Task goal – From the records below, copy out exactly the lines from the one containing "Rejected while draining." to the one containing "when it empties.", both included. Add nothing else.

Data records:
####################
//! `CoordinatorActor` - singleton that owns the room registry.
//!
//! The coordinator creates rooms on first join, routes joins and leaves,
//! and destroys rooms when the last member leaves. Room actors run under a
//! child token of the coordinator's, so cancelling the coordinator tears
//! down every room.
//!
//! A periodic health check reaps rooms whose actor task has finished
//! unexpectedly, so a crashed room never leaves a dangling handle behind.

use std::collections::HashMap;
use std::sync::Arc;
use std::time::Duration;

use tokio::sync::{mpsc, oneshot};
use tokio::task::JoinHandle;
use tokio_util::sync::CancellationToken;
use tracing::{debug, error, info};

use super::metrics::CoordinatorMetrics;
use super::room::{JoinSnapshot, LeaveReply, Member, RoomActor, RoomHandle};
use crate::errors::CoordinatorError;

/// Mailbox buffer for the coordinator.
const COORDINATOR_CHANNEL_BUFFER: usize = 500;

/// How often finished room tasks are reaped.
const HEALTH_CHECK_INTERVAL: Duration = Duration::from_secs(30);

enum CoordinatorMessage {
    JoinRoom {
        room_id: String,
        member: Member,
        respond_to: oneshot::Sender<Result<(RoomHandle, JoinSnapshot), CoordinatorError>>,
    },
    GetRoom {
        room_id: String,
        respond_to: oneshot::Sender<Option<RoomHandle>>,
    },
    LeaveRoom {
        room_id: String,
        connection_id: String,
        respond_to: oneshot::Sender<Result<LeaveReply, CoordinatorError>>,
    },
    RoomCount {
        respond_to: oneshot::Sender<usize>,
    },
    ListRooms {
        respond_to: oneshot::Sender<Vec<RoomHandle>>,
    },
    BeginDrain,
}

/// Handle to the coordinator actor.
#[derive(Clone)]
pub struct CoordinatorHandle {
    sender: mpsc::Sender<CoordinatorMessage>,
    cancel_token: CancellationToken,
}

impl CoordinatorHandle {
    async fn send(&self, message: CoordinatorMessage) -> Result<(), CoordinatorError> {
        self.sender
            .send(message)
            .await
            .map_err(|_| CoordinatorError::Internal("coordinator actor gone".to_string()))
    }

    /// Join a room, creating it on first join. Rejected while draining.
    pub async fn join_room(
        &self,
        room_id: String,
        member: Member,
    ) -> Result<(RoomHandle, JoinSnapshot), CoordinatorError> {
        let (tx, rx) = oneshot::channel();
        self.send(CoordinatorMessage::JoinRoom {
            room_id,
            member,
            respond_to: tx,
        })
        .await?;
        rx.await
            .map_err(|_| CoordinatorError::Internal("coordinator actor gone".to_string()))?
    }

    pub async fn room(&self, room_id: String) -> Result<Option<RoomHandle>, CoordinatorError> {
        let (tx, rx) = oneshot::channel();
        self.send(CoordinatorMessage::GetRoom {
            room_id,
            respond_to: tx,
        })
        .await?;
        rx.await
            .map_err(|_| CoordinatorError::Internal("coordinator actor gone".to_string()))
    }

    /// Leave a room; the room is destroyed when it empties.
    pub async fn leave_room(
        &self,
        room_id: String,
        connection_id: String,
    ) -> Result<LeaveReply, CoordinatorError> {
        let (tx, rx) = oneshot::channel();
        self.send(CoordinatorMessage::LeaveRoom {
            room_id,
            connection_id,
            respond_to: tx,
        })
        .await?;
        rx.await
            .map_err(|_| CoordinatorError::Internal("coordinator actor gone".to_string()))?
    }

    pub async fn room_count(&self) -> Result<usize, CoordinatorError> {
        let (tx, rx) = oneshot::channel();
        self.send(CoordinatorMessage::RoomCount { respond_to: tx })
            .await?;
        rx.await
            .map_err(|_| CoordinatorError::Internal("coordinator actor gone".to_string()))
    }

    /// Handles to every live room (presence reporting).
    pub async fn rooms(&self) -> Result<Vec<RoomHandle>, CoordinatorError> {
        let (tx, rx) = oneshot::channel();
        self.send(CoordinatorMessage::ListRooms { respond_to: tx })
            .await?;
        rx.await
            .map_err(|_| CoordinatorError::Internal("coordinator actor gone".to_string()))
    }

    /// Stop accepting joins; existing rooms keep running until shutdown.
    pub async fn begin_drain(&self) -> Result<(), CoordinatorError> {
        self.send(CoordinatorMessage::BeginDrain).await
    }

    /// Cancel the coordinator and every room under it.
    pub fn shutdown(&self) {
        self.cancel_token.cancel();
    }
}

struct RoomEntry {
    handle: RoomHandle,
    task: JoinHandle<()>,
}

/// Singleton coordinator actor.
pub struct CoordinatorActor {
    rooms: HashMap<String, RoomEntry>,
    receiver: mpsc::Receiver<CoordinatorMessage>,
    cancel_token: CancellationToken,
    metrics: Arc<CoordinatorMetrics>,
    draining: bool,
}

impl CoordinatorActor {
    /// Spawn the coordinator under the given root token.
    pub fn spawn(
        root_token: &CancellationToken,
        metrics: Arc<CoordinatorMetrics>,
    ) -> (CoordinatorHandle, JoinHandle<()>) {
        let (sender, receiver) = mpsc::channel(COORDINATOR_CHANNEL_BUFFER);
        let cancel_token = root_token.child_token();

        let actor = CoordinatorActor {
            rooms: HashMap::new(),
            receiver,
            cancel_token: cancel_token.clone(),
            metrics,
            draining: false,
        };
        let handle = CoordinatorHandle {
            sender,
            cancel_token,
        };
        let task = tokio::spawn(actor.run());
        (handle, task)
    }

    async fn run(mut self) {
        info!(target: "ptt.coordinator", "Coordinator actor started");
        let mut health_check = tokio::time::interval(HEALTH_CHECK_INTERVAL);
        health_check.set_missed_tick_behavior(tokio::time::MissedTickBehavior::Skip);

        loop {
            tokio::select! {
                () = self.cancel_token.cancelled() => {
                    info!(target: "ptt.coordinator", rooms = self.rooms.len(), "Coordinator cancelled, stopping rooms");
                    break;
                }
                _ = health_check.tick() => {
                    self.reap_finished_rooms();
                }
                message = self.receiver.recv() => {
                    match message {
                        Some(message) => self.handle_message(message).await,
                        None => break,
                    }
                }
            }
        }

        for (room_id, entry) in self.rooms.drain() {
            entry.handle.cancel();
            debug!(target: "ptt.coordinator", room_id = %room_id, "Room cancelled on shutdown");
        }
    }

    async fn handle_message(&mut self, message: CoordinatorMessage) {
        match message {
            CoordinatorMessage::JoinRoom {
                room_id,
                member,
                respond_to,
            } => {
                if self.draining {
                    let _ = respond_to.send(Err(CoordinatorError::Draining));
                    return;
                }

                let entry = self.rooms.entry(room_id.clone()).or_insert_with(|| {
                    info!(target: "ptt.coordinator", room_id = %room_id, "Room created");
                    self.metrics.room_created();
                    let (handle, task) = RoomActor::spawn(
                        room_id.clone(),
                        &self.cancel_token,
                        Arc::clone(&self.metrics),
                    );
                    RoomEntry { handle, task }
                });

                let handle = entry.handle.clone();
                let result = handle
                    .join(member)
                    .await
                    .map(|snapshot| (handle.clone(), snapshot));
                let _ = respond_to.send(result);
            }
            CoordinatorMessage::GetRoom {
                room_id,
                respond_to,
            } => {
                let handle = self.rooms.get(&room_id).map(|e| e.handle.clone());
                let _ = respond_to.send(handle);
            }
            CoordinatorMessage::LeaveRoom {
                room_id,
                connection_id,
                respond_to,
            } => {
                let Some(entry) = self.rooms.get(&room_id) else {
                    let _ = respond_to.send(Err(CoordinatorError::RoomNotFound(room_id)));
                    return;
                };

                let result = entry.handle.leave(connection_id).await;
                if let Ok(reply) = &result {
                    if reply.remaining == 0 {
                        self.destroy_room(&room_id);
                    }
                }
                let _ = respond_to.send(result);
            }
            CoordinatorMessage::RoomCount { respond_to } => {
                let _ = respond_to.send(self.rooms.len());
            }
            CoordinatorMessage::ListRooms { respond_to } => {
                let handles = self.rooms.values().map(|e| e.handle.clone()).collect();
                let _ = respond_to.send(handles);
            }
            CoordinatorMessage::BeginDrain => {
                info!(target: "ptt.coordinator", "Draining: rejecting new joins");
                self.draining = true;
            }
        }
    }

    fn destroy_room(&mut self, room_id: &str) {
        if let Some(entry) = self.rooms.remove(room_id) {
            entry.handle.cancel();
            self.metrics.room_destroyed();
            info!(target: "ptt.coordinator", room_id = %room_id, "Room destroyed (empty)");
        }
    }

    /// Drop entries whose actor task already finished (panic or bug); the
    /// next join recreates the room cleanly.
    fn reap_finished_rooms(&mut self) {
        let finished: Vec<String> = self
            .rooms
            .iter()
            .filter(|(_, entry)| entry.task.is_finished())
            .map(|(room_id, _)| room_id.clone())
            .collect();

        for room_id in finished {
            error!(target: "ptt.coordinator", room_id = %room_id, "Room actor finished unexpectedly, reaping");
            if self.rooms.remove(&room_id).is_some() {
                self.metrics.room_destroyed();
            }
        }
        if !self.rooms.is_empty() {
            debug!(target: "ptt.coordinator", rooms = self.rooms.len(), "Health check complete");
        }
    }
}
####################
Answer box –
    /// Join a room, creating it on first join. Rejected while draining.
    pub async fn join_room(
        &self,
        room_id: String,
        member: Member,
    ) -> Result<(RoomHandle, JoinSnapshot), CoordinatorError> {
        let (tx, rx) = oneshot::channel();
        self.send(CoordinatorMessage::JoinRoom {
            room_id,
            member,
            respond_to: tx,
        })
        .await?;
        rx.await
            .map_err(|_| CoordinatorError::Internal("coordinator actor gone".to_string()))?
    }

    pub async fn room(&self, room_id: String) -> Result<Option<RoomHandle>, CoordinatorError> {
        let (tx, rx) = oneshot::channel();
        self.send(CoordinatorMessage::GetRoom {
            room_id,
            respond_to: tx,
        })
        .await?;
        rx.await
            .map_err(|_| CoordinatorError::Internal("coordinator actor gone".to_string()))
    }

    /// Leave a room; the room is destroyed when it empties.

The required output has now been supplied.